First off, you’ll notice I said “pain meds” in the title. I have no flippin’ clue what I was being given when I pushed that button. Morphine, demerol, some experimental drug that’s going to give me super-powers? I didn’t ask. For a nurse not to ask what medication she’s getting for a full twenty-four hours . . . I can’t even imagine what was going on in my mind. But you don’t just push a button injecting yourself with some unknown medication without asking – no matter how fabulous it makes you feel. But I did.
As a nurse and as a veteran patient of multiple major surgeries, I felt fairly sure that by the evening of the day of surgery I’d be able to unhook my oxygen, turn off and unhook the inflatable compression devices on my legs, unplug my IV from the wall, and walk to the bathroom. Thus, someone could take my catheter out. Everyone who came to see me (other than family) has a medical background and wouldn’t think a thing of a bag of urine hanging from the bottom of the bed, but for my family’s sake I wanted it out. I could pull the oxygen tubing off, but that was as far as I got. Everything else was much too complicated. I explained my plan to my nurse when she came in and saw my oxygen tubing in my lap, and she just smiled. I ended up needing her help to put the tubing back in my nose, something I’ve done for myself or others about a million times. But I’d tried.
I think my nurse found me fairly entertaining.
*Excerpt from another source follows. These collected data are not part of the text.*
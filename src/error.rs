//! Typed error types for the probing and download engine.
//!
//! Error codes are stable identifiers a UI shell can match on:
//! - `E_TOOL_*`: the external extractor could not be located
//! - `E_PROC_*`: process creation or supervision failures
//! - `E_VAL_*`: validation errors (user can fix input)
//! - `E_IO_*`: file system errors
//! - `E_CANCELLED`: the caller asked the operation to stop
//!
//! A full probe queue is deliberately NOT an error: it is reported as a
//! boolean / enum outcome so callers can retry on a later pass.

use serde::Serialize;
use thiserror::Error;

/// Error codes for programmatic handling.
#[derive(Debug, Clone, Copy, PartialEq, Eq, Serialize)]
#[serde(rename_all = "SCREAMING_SNAKE_CASE")]
pub enum ErrorCode {
    EToolNotFound,

    EProcSpawnFailed,

    EValInvalidUrl,
    EValInvalidPath,
    EValInvalidConfig,

    EIoNotFound,
    EIoPermissionDenied,
    EIoWriteFailed,

    ECancelled,
}

impl ErrorCode {
    /// Returns whether this error is typically retryable.
    pub const fn is_retryable(&self) -> bool {
        matches!(self, Self::EProcSpawnFailed)
    }

    /// Returns the error code as a string (e.g., "E_TOOL_NOT_FOUND").
    pub const fn as_str(&self) -> &'static str {
        match self {
            Self::EToolNotFound => "E_TOOL_NOT_FOUND",
            Self::EProcSpawnFailed => "E_PROC_SPAWN_FAILED",
            Self::EValInvalidUrl => "E_VAL_INVALID_URL",
            Self::EValInvalidPath => "E_VAL_INVALID_PATH",
            Self::EValInvalidConfig => "E_VAL_INVALID_CONFIG",
            Self::EIoNotFound => "E_IO_NOT_FOUND",
            Self::EIoPermissionDenied => "E_IO_PERMISSION_DENIED",
            Self::EIoWriteFailed => "E_IO_WRITE_FAILED",
            Self::ECancelled => "E_CANCELLED",
        }
    }
}

/// Categories of validation errors.
#[derive(Debug, Clone, Copy, PartialEq, Eq, Serialize)]
pub enum ValidationKind {
    InvalidUrl,
    InvalidPath,
    InvalidConfig,
}

/// Unified error type for the engine.
#[derive(Debug, Error)]
pub enum EngineError {
    #[error("tool not found: {tool}")]
    ToolNotFound { tool: String },

    #[error("failed to spawn {tool}: {source}")]
    SpawnFailure {
        tool: String,
        #[source]
        source: std::io::Error,
    },

    #[error("validation error ({kind:?}): {message}")]
    Validation { kind: ValidationKind, message: String },

    #[error("io error in {context}: {source}")]
    Io {
        context: String,
        #[source]
        source: std::io::Error,
    },

    #[error("operation cancelled")]
    Cancelled,
}

pub type Result<T> = std::result::Result<T, EngineError>;

/// Serializable error summary for whatever shell sits on top of the engine.
#[derive(Debug, Clone, Serialize)]
pub struct ErrorReport {
    /// Machine-readable error code (e.g., "E_TOOL_NOT_FOUND")
    pub code: &'static str,
    /// Human-readable error message
    pub message: String,
    /// Whether the operation can be retried
    pub retryable: bool,
}

impl EngineError {
    pub fn code(&self) -> ErrorCode {
        match self {
            Self::ToolNotFound { .. } => ErrorCode::EToolNotFound,
            Self::SpawnFailure { .. } => ErrorCode::EProcSpawnFailed,
            Self::Validation { kind, .. } => match kind {
                ValidationKind::InvalidUrl => ErrorCode::EValInvalidUrl,
                ValidationKind::InvalidPath => ErrorCode::EValInvalidPath,
                ValidationKind::InvalidConfig => ErrorCode::EValInvalidConfig,
            },
            Self::Io { source, .. } => match source.kind() {
                std::io::ErrorKind::NotFound => ErrorCode::EIoNotFound,
                std::io::ErrorKind::PermissionDenied => ErrorCode::EIoPermissionDenied,
                _ => ErrorCode::EIoWriteFailed,
            },
            Self::Cancelled => ErrorCode::ECancelled,
        }
    }

    /// Convert to a structured report.
    pub fn to_report(&self) -> ErrorReport {
        let code = self.code();
        ErrorReport {
            code: code.as_str(),
            message: self.to_string(),
            retryable: code.is_retryable(),
        }
    }

    /// Convert to a JSON string.
    pub fn to_report_json(&self) -> String {
        serde_json::to_string(&self.to_report()).unwrap_or_else(|_| self.to_string())
    }
}

// Convenience constructors
impl EngineError {
    pub fn tool_not_found(tool: impl Into<String>) -> Self {
        Self::ToolNotFound { tool: tool.into() }
    }

    pub fn spawn_failure(tool: impl Into<String>, source: std::io::Error) -> Self {
        Self::SpawnFailure {
            tool: tool.into(),
            source,
        }
    }

    /// Create a URL validation error.
    pub fn invalid_url(message: impl Into<String>) -> Self {
        Self::Validation {
            kind: ValidationKind::InvalidUrl,
            message: message.into(),
        }
    }

    /// Create a path validation error.
    pub fn invalid_path(message: impl Into<String>) -> Self {
        Self::Validation {
            kind: ValidationKind::InvalidPath,
            message: message.into(),
        }
    }

    /// Create a configuration validation error.
    pub fn invalid_config(message: impl Into<String>) -> Self {
        Self::Validation {
            kind: ValidationKind::InvalidConfig,
            message: message.into(),
        }
    }

    /// Create an IO error with context.
    pub fn io(context: impl Into<String>, source: std::io::Error) -> Self {
        Self::Io {
            context: context.into(),
            source,
        }
    }
}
She didn’t call me on the Chloroseptic I’d snuck in, but did ask me how much I’d read of the book on my bedside table. I’d actually brought two books, and had another two downloaded to my iPad. I was going to be in the hospital from Monday until Wednesday, after all. And my friend Lisa brought me another one! She knows me, y’all 🙂 I didn’t even read one page. But I tried.
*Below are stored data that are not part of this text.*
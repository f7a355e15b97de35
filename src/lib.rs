//! Probing and download orchestration for a yt-dlp based media grabber.
//!
//! ## Module Structure
//! - `config` - Engine configuration and env overrides
//! - `downloader` - Extractor processes and download execution
//! - `error` - Typed errors and stable error codes
//! - `events` - Status texts and event names shared with a UI shell
//! - `logging` - Structured JSON logging
//! - `playlist` - Playlist listing, item state and probe prefetch
//! - `probe` - Format probing, caching and the bounded probe pool
//! - `quality` - Quality labels, menus and resolution

pub mod config;
pub mod downloader;
pub mod error;
pub mod events;
pub mod logging;
pub mod playlist;
pub mod probe;
pub mod quality;

pub use config::EngineConfig;
pub use downloader::{DownloadEvent, DownloadExecutor, DownloadJob, DownloadListener, ProgressEvent};
pub use error::{EngineError, ErrorCode, Result};
pub use playlist::{ContentItem, Playlist, ProbeState, spawn_prefetch};
pub use probe::{ProbeEvent, ProbeRequest, ProbeResult, ProbeService};
pub use quality::{BEST_LABEL, quality_menu, resolve_quality};

/// Install the configured log directory. Returns false when none is set or
/// one was already installed.
pub fn init_logging(config: &EngineConfig) -> bool {
    match &config.log_dir {
        Some(dir) => logging::init(dir.clone()),
        None => false,
    }
}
I had plenty of visitors on Tuesday. I’m not sure if they could understand anything I said, but they smiled and nodded. I hadn’t gotten the official OK for even ice chips, so my tongue felt like beef jerky. I tried to speak slowly and enunciate carefully, which probably just assured them I was very heavily medicated. I even had a nice long visit with my father-in-law. God only knows what I said.
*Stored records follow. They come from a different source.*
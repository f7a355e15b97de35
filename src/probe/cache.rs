//! Per-id probe result cache with an in-flight guard.
//!
//! For any id at most one probe runs at a time: [`ProbeCache::try_begin`]
//! succeeds once until the matching [`ProbeCache::complete`] (or release).
//! Results are write-once and never expire within a session.

use std::collections::{BTreeMap, BTreeSet, HashMap, HashSet};
use std::sync::{Arc, Mutex, MutexGuard, PoisonError};

use serde::Serialize;

use super::formats::FormatListing;
use super::ladder::{is_ladder_height, normalize_height, normalize_heights};

/// Normalized probe facts for one content id.
#[derive(Debug, Clone, Default, PartialEq, Eq, Serialize)]
#[serde(rename_all = "camelCase")]
pub struct ProbeResult {
    /// Ladder heights only.
    pub heights: BTreeSet<u32>,
    pub size_by_height: BTreeMap<u32, String>,
    /// The probe errored or panicked. Cached like any other result so the
    /// failure survives later lookups.
    pub failed: bool,
}

impl ProbeResult {
    pub fn empty() -> Self {
        Self::default()
    }

    /// Empty result recorded for a probe that could not finish.
    pub fn failure() -> Self {
        Self {
            failed: true,
            ..Self::default()
        }
    }

    pub fn is_empty(&self) -> bool {
        self.heights.is_empty()
    }

    /// Snap raw listing heights onto the ladder. Sizes follow their height;
    /// when several raw heights snap to one tier the lowest raw height's size
    /// is kept.
    pub fn from_listing(listing: &FormatListing) -> Self {
        let heights = normalize_heights(listing.heights.iter().copied());

        let mut size_by_height = BTreeMap::new();
        for (raw, size) in &listing.size_by_height {
            let height = normalize_height(*raw);
            if is_ladder_height(height) {
                size_by_height.entry(height).or_insert_with(|| size.clone());
            }
        }

        Self {
            heights,
            size_by_height,
            failed: false,
        }
    }
}

fn lock<T>(mutex: &Mutex<T>) -> MutexGuard<'_, T> {
    mutex.lock().unwrap_or_else(PoisonError::into_inner)
}

#[derive(Debug, Default)]
pub struct ProbeCache {
    results: Mutex<HashMap<String, Arc<ProbeResult>>>,
    in_flight: Mutex<HashSet<String>>,
}

impl ProbeCache {
    pub fn new() -> Self {
        Self::default()
    }

    /// Atomically mark `id` as in flight. Returns false if it already is.
    pub fn try_begin(&self, id: &str) -> bool {
        lock(&self.in_flight).insert(id.to_string())
    }

    /// Store the result and clear the in-flight mark. The first stored
    /// result for an id is kept; the returned value is the cached one.
    pub fn complete(&self, id: &str, result: ProbeResult) -> Arc<ProbeResult> {
        let cached = lock(&self.results)
            .entry(id.to_string())
            .or_insert_with(|| Arc::new(result))
            .clone();
        lock(&self.in_flight).remove(id);
        cached
    }

    /// Clear the in-flight mark without storing anything.
    pub fn release(&self, id: &str) {
        lock(&self.in_flight).remove(id);
    }

    pub fn get(&self, id: &str) -> Option<Arc<ProbeResult>> {
        lock(&self.results).get(id).cloned()
    }

    pub fn is_in_flight(&self, id: &str) -> bool {
        lock(&self.in_flight).contains(id)
    }

    pub fn len(&self) -> usize {
        lock(&self.results).len()
    }

    pub fn is_empty(&self) -> bool {
        self.len() == 0
    }

    /// [`try_begin`](Self::try_begin) returning a ticket that releases the
    /// mark on drop unless completed.
    pub fn begin(self: &Arc<Self>, id: &str) -> Option<InFlightTicket> {
        self.try_begin(id).then(|| InFlightTicket {
            cache: Arc::clone(self),
            id: id.to_string(),
            completed: false,
        })
    }
}

/// Proof that the holder owns the in-flight slot for one id.
#[derive(Debug)]
pub struct InFlightTicket {
    cache: Arc<ProbeCache>,
    id: String,
    completed: bool,
}

impl InFlightTicket {
    pub fn id(&self) -> &str {
        &self.id
    }

    pub fn complete(mut self, result: ProbeResult) -> Arc<ProbeResult> {
        self.completed = true;
        self.cache.complete(&self.id, result)
    }
}

impl Drop for InFlightTicket {
    fn drop(&mut self) {
        if !self.completed {
            self.cache.release(&self.id);
        }
    }
}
Best of all, I’d seen this hospitalization as a great time to share the wonderful world of Nerium with everyone who walked into my room, and I’d brought samples with instructions and my business card attached. I have no clue who I gave samples to, who I talked about Nerium with, or what I might have said. I did have the presence of mind to have my Day, Night, and Firm on my tray table at all times, and all four of the samples I packed were gone when I got home, so I did what I’d planned! Just not exactly the way I’d planned. I do remember one sample leaving my room in the hand of a man with a full beard. His sample will probably last three months if he actually tries it 🙂
One reason I’m fairly sure I did not clearly explain Nerium to anyone is that I couldn’t find the right words to explain my manicure and pedicure. They were super-cute and I’d put a lot of thought and effort into them. When you’re unconscious on the OR table it’s hard to make a good impression. And I, personally, always want the people scrubbed in on my surgery to like me. If all the power goes out and the generator doesn’t kick in I want my team to be like, “We’ll use our phones for light and take turns with the ambu bag! We can’t let her die – she’s got such a great mani-pedi!”
Anyway, when people complimented my nails I nearly always managed to get out, “Jamberry.” I thought I was the last kid on the block to try Jamberry nails. Well, evidently not, because most people had no idea what I was talking about. After much rambling, I settled on, “Like stickers. But they last longer.” It’s not a very good explanation, but people usually smiled and nodded instead of looking more confused. I tried.